Clinical trials in the United States are regulated by the FDA and overseen by Institutional Review Boards (IRBs) that review the protocol for safety. Risk varies by trial — Phase 1 studies test new treatments in humans for the first time, while Phase 3 trials use treatments that have already passed earlier safety screening. The informed consent document for any specific trial details the known risks and what to expect. Discuss those risks with your physician before deciding whether to participate.

Where can I verify the data on this page?
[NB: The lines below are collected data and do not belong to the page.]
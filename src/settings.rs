use super::*;

/// Pool-specific settings layered on top of the shared [`Options`].
#[derive(Clone, Debug, Parser)]
pub struct Settings {
    #[arg(long, default_value = "0.0.0.0", help = "Listen at <ADDRESS>.")]
    pub address: String,

    #[arg(long, default_value = "42069", help = "Listen on <PORT>.")]
    pub port: u16,

    #[arg(long, help = "Pay solved blocks to <PAYOUT_ADDRESS>.")]
    pub payout_address: Address<NetworkUnchecked>,

    #[arg(
        long,
        default_value = "soloctl",
        help = "Coinbase signature string embedded in solved blocks."
    )]
    pub pool_sig: String,

    #[arg(
        long,
        default_value = "5",
        help = "Poll the node for a fresh template every <POLL_INTERVAL> seconds."
    )]
    pub poll_interval: u64,

    #[arg(
        long,
        default_value = "30",
        help = "Force a fresh template at least every <FORCE_INTERVAL> seconds, even if the node reports no change."
    )]
    pub force_interval: u64,

    #[arg(
        long,
        default_value = "1fffe000",
        help = "Allow version rolling within <VERSION_MASK>."
    )]
    pub version_mask: Version,

    #[arg(
        long,
        default_value = "1",
        help = "Give <START_DIFF> to newly-authorized workers."
    )]
    pub start_diff: Difficulty,

    #[arg(long, default_value = "1", help = "Never vardiff below <MIN_DIFF>.")]
    pub min_diff: Difficulty,

    #[arg(
        long,
        default_value = "1000000000",
        help = "Never vardiff above <MAX_DIFF>."
    )]
    pub max_diff: Difficulty,

    #[arg(
        long,
        default_value = "10",
        help = "Target <VARDIFF_TARGET_SHARE_TIME> seconds between a worker's shares."
    )]
    pub vardiff_target_share_time: f64,

    #[arg(
        long,
        default_value = "120",
        help = "Wait <VARDIFF_RETARGET_INTERVAL> seconds between vardiff evaluations."
    )]
    pub vardiff_retarget_interval: f64,

    #[arg(
        long,
        default_value = "4",
        value_parser = clap::value_parser!(u8).range(2..=8),
        help = "Use <EXTRANONCE2_SIZE> bytes of extranonce2."
    )]
    pub extranonce2_size: u8,
}

impl Settings {
    pub fn payout_address(&self, chain: Chain) -> Result<Address> {
        self.payout_address
            .clone()
            .require_network(chain.network())
            .with_context(|| format!("payout address is not valid for {chain}"))
    }

    pub fn socket_addr(&self) -> Result<SocketAddr> {
        format!("{}:{}", self.address, self.port)
            .parse()
            .with_context(|| format!("invalid listen address `{}:{}`", self.address, self.port))
    }

    pub fn extranonce2_size(&self) -> usize {
        self.extranonce2_size as usize
    }

    pub fn poll_interval(&self) -> Duration {
        Duration::from_secs(self.poll_interval)
    }

    pub fn force_interval(&self) -> Duration {
        Duration::from_secs(self.force_interval)
    }

    pub fn vardiff_config(&self) -> vardiff::VardiffConfig {
        let mut config = vardiff::VardiffConfig::new(
            Duration::from_secs_f64(self.vardiff_target_share_time),
            self.min_diff,
            self.max_diff,
        );
        config.retarget_interval = Duration::from_secs_f64(self.vardiff_retarget_interval);
        config
    }
}

#[cfg(test)]
mod tests {
    use super::*;

    fn settings() -> Settings {
        Settings::try_parse_from([
            "soloctl",
            "--payout-address",
            "bcrt1qw508d6qejxtdg4y5r3zarvary0c5xw7kv8f3t4",
        ])
        .unwrap()
    }

    #[test]
    fn defaults_are_reasonable() {
        let settings = settings();
        assert_eq!(settings.port, 42069);
        assert_eq!(settings.extranonce2_size(), 4);
        assert_eq!(settings.poll_interval(), Duration::from_secs(5));
        assert_eq!(settings.force_interval(), Duration::from_secs(30));
    }

    #[test]
    fn payout_address_requires_matching_network() {
        let settings = settings();
        assert!(settings.payout_address(Chain::Regtest).is_ok());
        assert!(settings.payout_address(Chain::Mainnet).is_err());
    }

    #[test]
    fn socket_addr_combines_address_and_port() {
        let settings = settings();
        assert_eq!(
            settings.socket_addr().unwrap(),
            "0.0.0.0:42069".parse().unwrap()
        );
    }

    #[test]
    fn extranonce2_size_rejects_out_of_range() {
        let result = Settings::try_parse_from([
            "soloctl",
            "--payout-address",
            "bcrt1qw508d6qejxtdg4y5r3zarvary0c5xw7kv8f3t4",
            "--extranonce2-size",
            "9",
        ]);
        assert!(result.is_err());
    }

    #[test]
    fn vardiff_config_carries_bounds() {
        let settings = settings();
        let config = settings.vardiff_config();
        assert_eq!(config.min_difficulty, settings.min_diff);
        assert_eq!(config.max_difficulty, settings.max_diff);
        assert_eq!(
            config.retarget_interval,
            Duration::from_secs_f64(settings.vardiff_retarget_interval)
        );
    }
}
Every detail on this page comes directly from the ClinicalTrials.gov API. Click "View on ClinicalTrials.gov" in the sidebar to see the official, unmodified record. The federal record is always authoritative; this page is a structured presentation with a plain-English eligibility translation. For background on how clinical trials are regulated, see the FDA drug approval process documentation.

How This Page Is Built

Every field on this page is pulled directly from the ClinicalTrials.gov API v2 — no estimates, no proxies. The plain-English eligibility translation is generated from the original protocol text and reviewed for fidelity to the underlying clinical criteria. The original clinical text remains visible in the collapsible section above so users and clinicians can verify the translation. Read the full methodology for the data pipeline and known limitations.

Source: ClinicalTrials.gov API v2 record for NCT06902376. Maintained by the National Library of Medicine at NIH. Public domain. Cite as: "TrialFinderData. NCT06902376. Data: ClinicalTrials.gov."

Medical disclaimer: This page is informational, not medical advice. Talk to your doctor about whether a clinical trial is right for you.

Last updated 2026-05-08 · Data from ClinicalTrials.gov.